# [DATA TO EXAMINE]
%%
use crate::batch::{BatchExecutor, BatchStrategy};
use crate::client::builder::HalalDetectorBuilder;
use crate::prompts::{self, ResponseSchema};
use crate::response::{extract_alternatives, UpstreamFields};
use crate::transport::Transport;
use crate::types::{
    status, CertificateVerification, CertificationResult, ClassificationResult,
    DetailedClassification, ItemKind, RestaurantResult,
};
use crate::Result;
use std::sync::Arc;
use std::time::Duration;

const NO_EXPLANATION: &str = "No explanation provided";
const NO_DETAILS: &str = "No details available";
const NO_INFORMATION: &str = "No information available";
const UNKNOWN: &str = "Unknown";
const LOW: &str = "Low";

/// Client that classifies foods by asking a hosted language model.
///
/// Every operation returns a fully populated record. Request failures and
/// unparseable answers come back as records with status `Error` or `Unknown`
/// instead of as errors.
pub struct HalalDetector {
    pub(crate) transport: Arc<dyn Transport>,
    pub(crate) endpoint: String,
    pub(crate) model: String,
    pub(crate) api_key: Option<String>,
    pub(crate) timeout: Duration,
    pub(crate) batch: BatchExecutor,
}

impl HalalDetector {
    /// Client for the default endpoint. `api_key` is stored but never sent.
    pub fn new(api_key: Option<String>) -> Result<Self> {
        let mut builder = HalalDetectorBuilder::new();
        if let Some(key) = api_key {
            builder = builder.api_key(key);
        }
        builder.build()
    }

    pub fn builder() -> HalalDetectorBuilder {
        HalalDetectorBuilder::new()
    }

    pub fn endpoint(&self) -> &str {
        &self.endpoint
    }

    pub fn model(&self) -> &str {
        &self.model
    }

    pub fn api_key(&self) -> Option<&str> {
        self.api_key.as_deref()
    }

    pub fn timeout(&self) -> Duration {
        self.timeout
    }

    pub fn batch_strategy(&self) -> BatchStrategy {
        self.batch.strategy()
    }

    /// Classify a single ingredient.
    pub async fn detect_ingredient(&self, ingredient: &str) -> ClassificationResult {
        self.classify(ingredient, &prompts::ingredient(ingredient), None)
            .await
    }

    /// Classify an ingredient with caller-supplied context (school of thought,
    /// region, manufacturer notes) placed ahead of the prompt.
    pub async fn detect_ingredient_with_context(
        &self,
        ingredient: &str,
        context: &str,
    ) -> ClassificationResult {
        self.classify(ingredient, &prompts::ingredient(ingredient), Some(context))
            .await
    }

    /// Classify a prepared dish or food item.
    pub async fn detect_food_item(&self, food_name: &str) -> ClassificationResult {
        self.classify(food_name, &prompts::food_item(food_name), None)
            .await
    }

    /// Classify a packaged product from the ingredient list printed on its label.
    pub async fn analyze_product_label(
        &self,
        product: &str,
        label_text: &str,
    ) -> ClassificationResult {
        let context = prompts::label_context(label_text);
        self.classify(product, &prompts::product_label(product), Some(&context))
            .await
    }

    /// Classify a food additive by E-number or INS code.
    pub async fn check_e_number(&self, code: &str) -> ClassificationResult {
        self.classify(code, &prompts::e_number(code), None).await
    }

    /// Classify an ingredient with recommendations and alternatives.
    pub async fn analyze_ingredient_detailed(&self, ingredient: &str) -> DetailedClassification {
        let fields = self
            .generate(
                &prompts::ingredient_detailed(ingredient),
                None,
                ResponseSchema::Extended,
            )
            .await
            .fields(ResponseSchema::Extended);
        DetailedClassification {
            recommendations: fields.recommendations.clone().unwrap_or_default(),
            certification_required: fields.certification_required.unwrap_or(true),
            alternatives: fields.alternatives.clone().unwrap_or_default(),
            classification: classification(ingredient, fields),
        }
    }

    /// Classify every item, one request per item. Output order matches input order.
    pub async fn batch_detect(
        &self,
        items: &[impl AsRef<str>],
        kind: ItemKind,
    ) -> Vec<ClassificationResult> {
        let items: Vec<String> = items.iter().map(|i| i.as_ref().to_string()).collect();
        self.batch
            .execute(items, |item| async move {
                match kind {
                    ItemKind::Ingredient => self.detect_ingredient(&item).await,
                    ItemKind::FoodItem => self.detect_food_item(&item).await,
                }
            })
            .await
    }

    /// Up to five halal alternatives for a haram or questionable item.
    pub async fn halal_alternatives(&self, item: &str) -> Vec<String> {
        let fields = self
            .generate(&prompts::alternatives(item), None, ResponseSchema::Basic)
            .await
            .fields(ResponseSchema::Basic);
        extract_alternatives(&fields)
    }

    /// Check whether a brand's product carries halal certification.
    pub async fn verify_certification(&self, brand: &str, product: &str) -> CertificationResult {
        let fields = self
            .generate(
                &prompts::certification(brand, product),
                None,
                ResponseSchema::Basic,
            )
            .await
            .fields(ResponseSchema::Basic);
        CertificationResult {
            brand: brand.to_string(),
            product: product.to_string(),
            has_certification: fields.has_certification.unwrap_or(false),
            certifying_body: fields.certifying_body.unwrap_or_else(|| UNKNOWN.to_string()),
            reliability: fields.reliability.unwrap_or_else(|| LOW.to_string()),
            details: fields
                .details
                .or(fields.explanation)
                .unwrap_or_else(|| NO_DETAILS.to_string()),
        }
    }

    /// Check a specific certificate number against its issuing body.
    pub async fn verify_certificate_number(
        &self,
        certificate_number: &str,
        certifying_body: &str,
    ) -> CertificateVerification {
        let fields = self
            .generate(
                &prompts::certificate_number(certificate_number, certifying_body),
                None,
                ResponseSchema::Basic,
            )
            .await
            .fields(ResponseSchema::Basic);
        CertificateVerification {
            certificate_number: certificate_number.to_string(),
            certifying_body: certifying_body.to_string(),
            is_valid: fields.is_valid.unwrap_or(false),
            status: fields.status.unwrap_or_else(|| UNKNOWN.to_string()),
            issued_to: fields.issued_to.unwrap_or_else(|| UNKNOWN.to_string()),
            expiry_date: fields.expiry_date.unwrap_or_else(|| UNKNOWN.to_string()),
            details: fields
                .details
                .or(fields.explanation)
                .unwrap_or_else(|| NO_DETAILS.to_string()),
        }
    }

    /// Check whether a restaurant at a location serves halal food.
    pub async fn check_restaurant(&self, name: &str, location: &str) -> RestaurantResult {
        let fields = self
            .generate(&prompts::restaurant(name, location), None, ResponseSchema::Basic)
            .await
            .fields(ResponseSchema::Basic);
        RestaurantResult {
            restaurant: name.to_string(),
            location: location.to_string(),
            is_halal: fields.is_halal.unwrap_or(false),
            certification_body: fields
                .certification_body
                .unwrap_or_else(|| UNKNOWN.to_string()),
            last_verified: fields.last_verified.unwrap_or_else(|| UNKNOWN.to_string()),
            notes: fields
                .notes
                .or(fields.explanation)
                .unwrap_or_else(|| NO_INFORMATION.to_string()),
        }
    }

    async fn classify(
        &self,
        subject: &str,
        prompt: &str,
        context: Option<&str>,
    ) -> ClassificationResult {
        let fields = self
            .generate(prompt, context, ResponseSchema::Basic)
            .await
            .fields(ResponseSchema::Basic);
        classification(subject, fields)
    }
}

impl std::fmt::Debug for HalalDetector {
    fn fmt(&self, f: &mut std::fmt::Formatter<'_>) -> std::fmt::Result {
        f.debug_struct("HalalDetector")
            .field("endpoint", &self.endpoint)
            .field("model", &self.model)
            .field("api_key", &self.api_key.as_ref().map(|_| "<redacted>"))
            .field("timeout", &self.timeout)
            .field("batch", &self.batch.strategy())
            .finish()
    }
}

fn classification(subject: &str, fields: UpstreamFields) -> ClassificationResult {
    ClassificationResult {
        subject: subject.to_string(),
        status: fields.status.unwrap_or_else(|| status::UNKNOWN.to_string()),
        explanation: fields
            .explanation
            .unwrap_or_else(|| NO_EXPLANATION.to_string()),
        confidence: fields.confidence.unwrap_or_else(|| LOW.to_string()),
        concerns: fields.concerns.unwrap_or_default(),
    }
}
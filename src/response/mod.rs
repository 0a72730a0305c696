//! Response handling: boilerplate removal, JSON parsing, and the fixed
//! fallback shapes substituted when the model's answer is unusable.

mod answer;
mod sanitize;

pub use answer::{
    extract_alternatives, FallbackReason, UpstreamAnswer, UpstreamFields, MAX_ALTERNATIVES,
};
pub use sanitize::{sanitize_response, BOILERPLATE};
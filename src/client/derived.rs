use crate::client::core::HalalDetector;
use crate::lookup::{known_meat_verdict, status_score};
use crate::types::{ClassificationResult, ItemKind, RecipeAnalysis};

impl HalalDetector {
    /// Whether the ingredient's status is `Halal`, ignoring case.
    pub async fn is_halal(&self, ingredient: &str) -> bool {
        self.detect_ingredient(ingredient).await.is_halal()
    }

    /// Whether the ingredient's status is `Haram`, ignoring case.
    pub async fn is_haram(&self, ingredient: &str) -> bool {
        self.detect_ingredient(ingredient).await.is_haram()
    }

    /// Whether the ingredient's status is `Questionable`, ignoring case.
    pub async fn is_questionable(&self, ingredient: &str) -> bool {
        self.detect_ingredient(ingredient).await.is_questionable()
    }

    /// Classify an ingredient and map its status through [`status_score`].
    pub async fn halal_score(&self, ingredient: &str) -> i32 {
        status_score(&self.detect_ingredient(ingredient).await.status)
    }

    /// Ingredients classified haram, in input order.
    pub async fn haram_ingredients(&self, ingredients: &[impl AsRef<str>]) -> Vec<String> {
        self.filter_ingredients(ingredients, ClassificationResult::is_haram)
            .await
    }

    /// Ingredients classified questionable, in input order.
    pub async fn questionable_ingredients(&self, ingredients: &[impl AsRef<str>]) -> Vec<String> {
        self.filter_ingredients(ingredients, ClassificationResult::is_questionable)
            .await
    }

    /// Ingredients classified halal, in input order.
    pub async fn safe_ingredients(&self, ingredients: &[impl AsRef<str>]) -> Vec<String> {
        self.filter_ingredients(ingredients, ClassificationResult::is_halal)
            .await
    }

    /// Aggregate verdict for a recipe.
    ///
    /// Each filter classifies the full list on its own, so every ingredient is
    /// requested three times.
    pub async fn analyze_recipe(
        &self,
        recipe: &str,
        ingredients: &[impl AsRef<str>],
    ) -> RecipeAnalysis {
        let haram = self.haram_ingredients(ingredients).await;
        let questionable = self.questionable_ingredients(ingredients).await;
        let safe = self.safe_ingredients(ingredients).await;
        RecipeAnalysis::from_partitions(recipe, ingredients.len(), safe, questionable, haram)
    }

    /// Whether a meat type is halal. Listed meats are answered from the static
    /// tables; anything else costs one classification.
    pub async fn check_meat_type(&self, meat_type: &str) -> bool {
        match known_meat_verdict(meat_type) {
            Some(verdict) => verdict,
            None => self.is_halal(meat_type).await,
        }
    }

    async fn filter_ingredients(
        &self,
        ingredients: &[impl AsRef<str>],
        keep: fn(&ClassificationResult) -> bool,
    ) -> Vec<String> {
        self.batch_detect(ingredients, ItemKind::Ingredient)
            .await
            .into_iter()
            .filter(|result| keep(result))
            .map(|result| result.subject)
            .collect()
    }
}
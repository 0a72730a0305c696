//! halal-detector: classify ingredients, dishes, brands and restaurants from the command line
//!
//! Usage:
//!   halal-detector ingredient <name>                    Classify an ingredient
//!   halal-detector food <name>                          Classify a food item
//!   halal-detector detailed <ingredient>                Classify with recommendations
//!   halal-detector e-number <code>                      Classify a food additive
//!   halal-detector label <product> <label text>         Classify a packaged product
//!   halal-detector alternatives <item>                  Suggest halal alternatives
//!   halal-detector certification <brand> <product>      Check product certification
//!   halal-detector certificate <number> <body>          Verify a certificate number
//!   halal-detector restaurant <name> <location>         Check a restaurant
//!   halal-detector batch [--kind <kind>] <item>...      Classify several items
//!   halal-detector recipe <name> <ingredient>...        Analyze a recipe
//!   halal-detector meat <type>                          Check a meat type

use halal_detector::{HalalDetector, ItemKind};
use serde::Serialize;
use tracing_subscriber::EnvFilter;

#[tokio::main]
async fn main() {
    tracing_subscriber::fmt()
        .with_env_filter(EnvFilter::try_from_default_env().unwrap_or_else(|_| EnvFilter::new("warn")))
        .with_writer(std::io::stderr)
        .init();

    let args: Vec<String> = std::env::args().collect();
    if args.len() < 2 {
        print_usage();
        std::process::exit(1);
    }

    let detector = match HalalDetector::new(None) {
        Ok(d) => d,
        Err(e) => {
            eprintln!("Error: {e}");
            std::process::exit(1);
        }
    };

    let rest = &args[2..];
    let outcome = match args[1].as_str() {
        "ingredient" => match rest {
            [name] => print_json(&detector.detect_ingredient(name).await),
            _ => usage_error("ingredient <name>"),
        },
        "food" => match rest {
            [name] => print_json(&detector.detect_food_item(name).await),
            _ => usage_error("food <name>"),
        },
        "detailed" => match rest {
            [name] => print_json(&detector.analyze_ingredient_detailed(name).await),
            _ => usage_error("detailed <ingredient>"),
        },
        "e-number" => match rest {
            [code] => print_json(&detector.check_e_number(code).await),
            _ => usage_error("e-number <code>"),
        },
        "label" => match rest {
            [product, label_text] => {
                print_json(&detector.analyze_product_label(product, label_text).await)
            }
            _ => usage_error("label <product> <label text>"),
        },
        "alternatives" => match rest {
            [item] => print_json(&detector.halal_alternatives(item).await),
            _ => usage_error("alternatives <item>"),
        },
        "certification" => match rest {
            [brand, product] => print_json(&detector.verify_certification(brand, product).await),
            _ => usage_error("certification <brand> <product>"),
        },
        "certificate" => match rest {
            [number, body] => print_json(&detector.verify_certificate_number(number, body).await),
            _ => usage_error("certificate <number> <body>"),
        },
        "restaurant" => match rest {
            [name, location] => print_json(&detector.check_restaurant(name, location).await),
            _ => usage_error("restaurant <name> <location>"),
        },
        "batch" => match batch_args(rest) {
            Ok((kind, items)) => print_json(&detector.batch_detect(items, kind).await),
            Err(message) => {
                eprintln!("{message}");
                usage_error("batch [--kind ingredient|food] <item>...")
            }
        },
        "recipe" => match rest {
            [name, ingredients @ ..] if !ingredients.is_empty() => {
                print_json(&detector.analyze_recipe(name, ingredients).await)
            }
            _ => usage_error("recipe <name> <ingredient>..."),
        },
        "meat" => match rest {
            [meat] => print_json(&serde_json::json!({
                "meat_type": meat,
                "is_halal": detector.check_meat_type(meat).await,
            })),
            _ => usage_error("meat <type>"),
        },
        "version" | "--version" | "-V" => {
            println!("halal-detector {}", env!("CARGO_PKG_VERSION"));
            Ok(())
        }
        "help" | "--help" | "-h" => {
            print_usage();
            Ok(())
        }
        other => {
            eprintln!("Unknown command: {other}");
            eprintln!();
            print_usage();
            std::process::exit(1);
        }
    };

    if let Err(e) = outcome {
        eprintln!("Error: {e}");
        std::process::exit(1);
    }
}

/// Split `[--kind <kind>] <item>...` into the item kind and the items.
fn batch_args(args: &[String]) -> Result<(ItemKind, &[String]), String> {
    let (kind, items) = match args {
        [flag, kind, items @ ..] if flag == "--kind" => (kind.parse::<ItemKind>()?, items),
        [flag] if flag == "--kind" => return Err("Missing value for --kind".to_string()),
        items => (ItemKind::Ingredient, items),
    };
    if items.is_empty() {
        return Err("No items given".to_string());
    }
    Ok((kind, items))
}

fn print_json<T: Serialize>(value: &T) -> halal_detector::Result<()> {
    println!("{}", serde_json::to_string_pretty(value)?);
    Ok(())
}

fn usage_error(expected: &str) -> halal_detector::Result<()> {
    eprintln!("Usage: halal-detector {expected}");
    std::process::exit(2);
}

fn print_usage() {
    println!(
        r#"halal-detector - halal/haram food classification

USAGE:
    halal-detector <COMMAND> [ARGS]

COMMANDS:
    ingredient <name>                 Classify an ingredient
    food <name>                       Classify a food item
    detailed <ingredient>             Classify with recommendations and alternatives
    e-number <code>                   Classify a food additive (E-number or INS code)
    label <product> <label text>      Classify a packaged product from its label
    alternatives <item>               Suggest halal alternatives
    certification <brand> <product>   Check product certification
    certificate <number> <body>       Verify a certificate number
    restaurant <name> <location>      Check a restaurant
    batch [--kind <kind>] <item>...   Classify several items (kind: ingredient, food)
    recipe <name> <ingredient>...     Analyze a recipe
    meat <type>                       Check a meat type
    version                           Show version information
    help                              Show this help message

ENVIRONMENT:
    HALAL_DETECTOR_BASE_URL           Endpoint URL
    HALAL_HTTP_TIMEOUT_SECS           Request timeout in seconds
    HALAL_MAX_CONCURRENCY             Parallel requests for batch and recipe
    RUST_LOG                          Log filter (default: warn)"#
    );
}

#[cfg(test)]
mod tests {
    use super::*;

    fn args(items: &[&str]) -> Vec<String> {
        items.iter().map(|s| s.to_string()).collect()
    }

    #[test]
    fn test_batch_defaults_to_ingredients() {
        let input = args(&["gelatin", "rice"]);
        let (kind, items) = batch_args(&input).unwrap();
        assert_eq!(kind, ItemKind::Ingredient);
        assert_eq!(items, &input[..]);
    }

    #[test]
    fn test_batch_kind_flag() {
        let input = args(&["--kind", "food", "pizza", "falafel"]);
        let (kind, items) = batch_args(&input).unwrap();
        assert_eq!(kind, ItemKind::FoodItem);
        assert_eq!(items, &input[2..]);
    }

    #[test]
    fn test_batch_rejects_bad_input() {
        assert!(batch_args(&args(&[])).is_err());
        assert!(batch_args(&args(&["--kind"])).is_err());
        assert!(batch_args(&args(&["--kind", "food"])).is_err());
        assert_eq!(
            batch_args(&args(&["--kind", "dish", "pizza"])).unwrap_err(),
            "Unknown item kind: dish"
        );
    }
}
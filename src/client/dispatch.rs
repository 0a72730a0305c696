use crate::client::core::HalalDetector;
use crate::prompts::ResponseSchema;
use crate::response::{sanitize_response, FallbackReason, UpstreamAnswer};
use crate::types::ChatRequest;
use std::time::Instant;
use tracing::{debug, info, warn};
use uuid::Uuid;

impl HalalDetector {
    /// Send one prompt and return the model's answer.
    ///
    /// Never fails: transport errors, non-200 statuses and non-JSON bodies all
    /// become [`UpstreamAnswer::Fallback`]. No retries.
    pub(crate) async fn generate(
        &self,
        prompt: &str,
        context: Option<&str>,
        schema: ResponseSchema,
    ) -> UpstreamAnswer {
        let request = ChatRequest::conversation(schema.persona(), prompt, context, &self.model);
        let request_id = Uuid::new_v4().to_string();
        let start = Instant::now();
        debug!(
            request_id = request_id.as_str(),
            endpoint = self.endpoint.as_str(),
            model = self.model.as_str(),
            "halal-detector request started"
        );

        let (answer, http_status) = match self.transport.post_chat(&request).await {
            Err(e) => {
                warn!(
                    request_id = request_id.as_str(),
                    error = %e,
                    "halal-detector request failed"
                );
                let answer = UpstreamAnswer::Fallback {
                    raw: String::new(),
                    reason: FallbackReason::Network(e.to_string()),
                };
                (answer, None)
            }
            Ok(response) if !response.is_ok() => {
                warn!(
                    request_id = request_id.as_str(),
                    http_status = response.status,
                    "halal-detector request rejected"
                );
                let answer = UpstreamAnswer::Fallback {
                    raw: response.body,
                    reason: FallbackReason::Http(response.status),
                };
                (answer, Some(response.status))
            }
            Ok(response) => {
                let answer = UpstreamAnswer::from_body(sanitize_response(&response.body));
                if !answer.is_parsed() {
                    warn!(
                        request_id = request_id.as_str(),
                        body_len = response.body.len(),
                        "halal-detector answer was not a JSON object"
                    );
                }
                (answer, Some(response.status))
            }
        };

        info!(
            request_id = request_id.as_str(),
            http_status,
            outcome = answer.outcome(),
            duration_ms = start.elapsed().as_millis(),
            "halal-detector request finished"
        );
        answer
    }
}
%%
# [EXERCISE AIM]
Where a line of the material above holds the string "help", copy that line.

# [EXERCISE ANSWER]
        "help" | "--help" | "-h" => {
    help                              Show this help message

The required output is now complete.